Há coisas que a fotografia sabe mostrar, mas que a pintura ou o cinema não sabem ou não podem mostrar. Determinados aspetos da vida, determinadas realidades do mundo.

Em primeiro lugar, a fotografia tem uma maneira, só dela, de fazer parar o tempo, sugerindo, por vezes o antes e o depois do “instante decisivo”, uma maneira de fixar um movimento, um gesto, um olhar, que pode ser o equivalente a uma luz na paisagem, e de descobrir na realidade um equilíbrio, uma harmonia apenas percetível, algo que, segundo a expressão popular, está preso por um fio. É uma maneira de valorizar um pormenor essencial ou banal, em circunstâncias que nem sempre se consegue explicar (…)

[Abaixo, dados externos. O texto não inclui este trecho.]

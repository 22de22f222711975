//! Camera session manager.
//!
//! States: `Idle → Starting → Active → Stopping → Idle`, plus
//! `Active → Starting` when switching cameras. Every start, switch and stop
//! bumps a generation counter. An acquisition that resolves under a stale
//! generation releases its stream instead of binding it, so at most one
//! stream is ever bound and late results never overwrite newer requests.

use crate::backend::{CaptureBackend, StreamHandle};
use crate::error::CameraError;
use crate::frame::Frame;
use crate::status::{StatusEvent, StatusSink};
use crate::types::{Constraints, Facing, PermissionState, SessionState, SessionStatus};
use std::sync::{Arc, Mutex, MutexGuard, PoisonError};
use std::time::Instant;
use tokio::sync::watch;
use uuid::Uuid;

/// The single bound acquisition.
struct Session<S> {
    id: Uuid,
    stream: S,
    started_at: Instant,
}

struct Inner<S> {
    state: SessionState,
    generation: u64,
    /// Facing mode of the most recent request.
    facing: Facing,
    session: Option<Session<S>>,
    /// Generation of the acquisition a stop cancelled while `Starting`.
    cancelled: Option<u64>,
}

/// Owns at most one live camera stream and serialises lifecycle requests.
///
/// Share it as `Arc<SessionManager<B>>` between UI handlers and the
/// detection poller; every operation takes `&self`.
pub struct SessionManager<B: CaptureBackend> {
    backend: B,
    sink: Arc<dyn StatusSink>,
    frame_size: Option<(u32, u32)>,
    inner: Mutex<Inner<B::Stream>>,
    state_tx: watch::Sender<SessionState>,
}

impl<B: CaptureBackend> SessionManager<B> {
    pub fn new(backend: B, sink: impl StatusSink + 'static) -> Self {
        Self::with_shared_sink(backend, Arc::new(sink))
    }

    pub fn with_shared_sink(backend: B, sink: Arc<dyn StatusSink>) -> Self {
        let (state_tx, _) = watch::channel(SessionState::Idle);
        Self {
            backend,
            sink,
            frame_size: None,
            inner: Mutex::new(Inner {
                state: SessionState::Idle,
                generation: 0,
                facing: Facing::default(),
                session: None,
                cancelled: None,
            }),
            state_tx,
        }
    }

    /// Preferred frame size passed to the backend with every request.
    pub fn with_frame_size(mut self, width: u32, height: u32) -> Self {
        self.frame_size = Some((width, height));
        self
    }

    pub fn state(&self) -> SessionState {
        self.lock().state
    }

    /// Facing mode of the most recent request (or preference when idle).
    pub fn facing(&self) -> Facing {
        self.lock().facing
    }

    pub fn status(&self) -> SessionStatus {
        let inner = self.lock();
        let session = inner.session.as_ref();
        SessionStatus {
            state: inner.state,
            facing: inner.facing,
            session_id: session.map(|s| s.id),
            device: session.map(|s| s.stream.label().to_string()),
            active_for_ms: session.map(|s| s.started_at.elapsed().as_millis() as u64),
        }
    }

    /// Watch lifecycle transitions. Intermediate states may be coalesced.
    pub fn subscribe(&self) -> watch::Receiver<SessionState> {
        self.state_tx.subscribe()
    }

    /// Acquire a camera facing `facing` and bind it.
    ///
    /// Any stream already bound is released first. A request superseded by a
    /// later start, switch or stop fails with [`CameraError::AcquisitionRace`].
    pub async fn start(&self, facing: Facing) -> Result<(), CameraError> {
        self.acquire(facing).await
    }

    /// Replace the bound stream with one facing `facing`.
    ///
    /// The old tracks are released before the new acquisition begins. When
    /// two switches overlap, only the later one binds.
    pub async fn switch_facing(&self, facing: Facing) -> Result<(), CameraError> {
        tracing::info!(%facing, "switching camera");
        self.acquire(facing).await
    }

    /// Video on/off button: stop when running or starting, otherwise start
    /// with the last requested facing mode.
    pub async fn toggle(&self) -> Result<(), CameraError> {
        let (state, facing) = {
            let inner = self.lock();
            (inner.state, inner.facing)
        };
        match state {
            SessionState::Starting | SessionState::Active => {
                self.stop();
                Ok(())
            }
            SessionState::Idle | SessionState::Stopping => self.start(facing).await,
        }
    }

    /// Facing checkbox: flip the preference, restarting the camera only if
    /// one is running or being acquired.
    pub async fn toggle_facing(&self) -> Result<(), CameraError> {
        let next = {
            let mut inner = self.lock();
            let next = inner.facing.opposite();
            if inner.state == SessionState::Idle {
                inner.facing = next;
                drop(inner);
                self.sink
                    .emit(StatusEvent::info(format!("{next} camera selected")));
                return Ok(());
            }
            next
        };
        self.switch_facing(next).await
    }

    /// Release the bound stream. Idempotent.
    ///
    /// Stopping while `Starting` returns to `Idle` immediately; the pending
    /// stream is released when its acquisition resolves.
    pub fn stop(&self) {
        let event = {
            let mut inner = self.lock();
            let state = inner.state;
            match state {
                SessionState::Idle => return,
                SessionState::Starting => {
                    inner.cancelled = Some(inner.generation);
                    inner.generation += 1;
                    self.set_state(&mut inner, SessionState::Idle);
                    tracing::info!(generation = inner.generation, "start cancelled");
                    StatusEvent::info("start cancelled")
                }
                SessionState::Active | SessionState::Stopping => {
                    inner.generation += 1;
                    match self.release_locked(&mut inner, SessionState::Idle) {
                        Some(event) => event,
                        None => {
                            self.set_state(&mut inner, SessionState::Idle);
                            return;
                        }
                    }
                }
            }
        };
        self.sink.emit(event);
    }

    /// Read the next frame from the bound stream.
    ///
    /// Returns `None` unless the session is `Active`, so readers never touch
    /// a stream that is being torn down. Blocks until the device delivers a
    /// frame; async callers use [`next_frame`](Self::next_frame).
    pub fn read_frame(&self) -> Option<Result<Frame, CameraError>> {
        let mut inner = self.lock();
        if !inner.state.is_active() {
            return None;
        }
        let session = inner.session.as_mut()?;
        Some(session.stream.read_frame())
    }

    /// [`read_frame`](Self::read_frame) on tokio's blocking pool.
    pub async fn next_frame(self: &Arc<Self>) -> Option<Result<Frame, CameraError>> {
        let manager = Arc::clone(self);
        match tokio::task::spawn_blocking(move || manager.read_frame()).await {
            Ok(read) => read,
            Err(err) => Some(Err(CameraError::CaptureFailed(format!(
                "frame read task failed: {err}"
            )))),
        }
    }

    /// Best-effort permission probe. Never fails.
    pub async fn query_permission_state(&self) -> PermissionState {
        if !self.backend.is_supported() {
            return PermissionState::Unsupported;
        }
        self.backend.permission_state().await
    }

    /// Report an asynchronously observed permission change.
    ///
    /// Informational only: a running stream keeps running.
    pub fn permission_changed(&self, state: PermissionState) {
        let session_id = self.lock().session.as_ref().map(|s| s.id);
        tracing::info!(%state, session = ?session_id, "camera permission changed");
        let mut event = StatusEvent::info(format!("camera permission is now {state}"));
        if let Some(id) = session_id {
            event = event.with_session(id);
        }
        self.sink.emit(event);
    }

    async fn acquire(&self, facing: Facing) -> Result<(), CameraError> {
        if !self.backend.is_supported() {
            return Err(self.fail(CameraError::UnsupportedEnvironment));
        }

        let (generation, released) = {
            let mut inner = self.lock();
            inner.generation += 1;
            inner.facing = facing;
            let released = self.release_locked(&mut inner, SessionState::Starting);
            self.set_state(&mut inner, SessionState::Starting);
            (inner.generation, released)
        };
        if let Some(event) = released {
            self.sink.emit(event);
        }

        let mut constraints = Constraints::new(facing);
        if let Some((width, height)) = self.frame_size {
            constraints = constraints.with_frame_size(width, height);
        }
        tracing::debug!(%facing, generation, "requesting camera stream");
        let result = self.backend.request_stream(constraints).await;

        let mut inner = self.lock();
        if inner.generation != generation {
            let cancelled = inner.cancelled == Some(generation);
            drop(inner);
            if let Ok(mut stream) = result {
                stream.stop_all_tracks();
                tracing::debug!(
                    generation,
                    device = stream.label(),
                    "released superseded stream"
                );
            }
            // A stop already reported the cancellation.
            if !cancelled {
                self.sink.emit(StatusEvent::error(
                    CameraError::AcquisitionRace.to_string(),
                ));
            }
            return Err(CameraError::AcquisitionRace);
        }

        match result {
            Ok(stream) => {
                let id = Uuid::new_v4();
                let delivered = stream.facing();
                let device = stream.label().to_string();
                inner.session = Some(Session {
                    id,
                    stream,
                    started_at: Instant::now(),
                });
                self.set_state(&mut inner, SessionState::Active);
                drop(inner);

                if delivered != facing {
                    tracing::info!(
                        requested = %facing,
                        %delivered,
                        %device,
                        "substituted nearest available camera"
                    );
                }
                tracing::info!(session = %id, %facing, %device, generation, "camera started");
                self.sink.emit(
                    StatusEvent::info(format!("started {facing} camera ({device})"))
                        .with_session(id),
                );
                Ok(())
            }
            Err(err) => {
                self.set_state(&mut inner, SessionState::Idle);
                drop(inner);
                Err(self.fail(err))
            }
        }
    }

    /// Stop and drop the bound session, leaving the state at `next`.
    ///
    /// Tracks are released under the lock so no observer ever sees two
    /// live streams.
    fn release_locked(
        &self,
        inner: &mut Inner<B::Stream>,
        next: SessionState,
    ) -> Option<StatusEvent> {
        let mut session = inner.session.take()?;
        self.set_state(inner, SessionState::Stopping);
        session.stream.stop_all_tracks();
        self.set_state(inner, next);

        tracing::info!(
            session = %session.id,
            device = session.stream.label(),
            uptime_ms = session.started_at.elapsed().as_millis() as u64,
            "camera stopped"
        );
        Some(StatusEvent::info("stopped").with_session(session.id))
    }

    fn fail(&self, err: CameraError) -> CameraError {
        tracing::warn!(error = %err, "camera request failed");
        self.sink.emit(StatusEvent::error(err.to_string()));
        err
    }

    fn set_state(&self, inner: &mut Inner<B::Stream>, state: SessionState) {
        inner.state = state;
        self.state_tx.send_replace(state);
    }

    fn lock(&self) -> MutexGuard<'_, Inner<B::Stream>> {
        self.inner.lock().unwrap_or_else(PoisonError::into_inner)
    }
}

impl<B: CaptureBackend> Drop for SessionManager<B> {
    fn drop(&mut self) {
        let inner = self.inner.get_mut().unwrap_or_else(PoisonError::into_inner);
        if let Some(mut session) = inner.session.take() {
            session.stream.stop_all_tracks();
            tracing::debug!(session = %session.id, "released stream on shutdown");
        }
    }
}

E depois, existe a emoção que só a imagem fotográfica sabe produzir, ao mostrar uma pessoa, um sítio, uma coisa que já mudou ou que já desapareceu. Isto acontece, sem dúvida, porque a fotografia está associada no nosso espírito, mais ou menos confusamente, à ideia da morte.'




Fonte:

Bauret, Gabriel. A fotografia : história : estilos : tendências : aplicações. Tradução de J. Espadeiro Martins. Lisboa : Edições 70, 1992. ISBN 9724410471.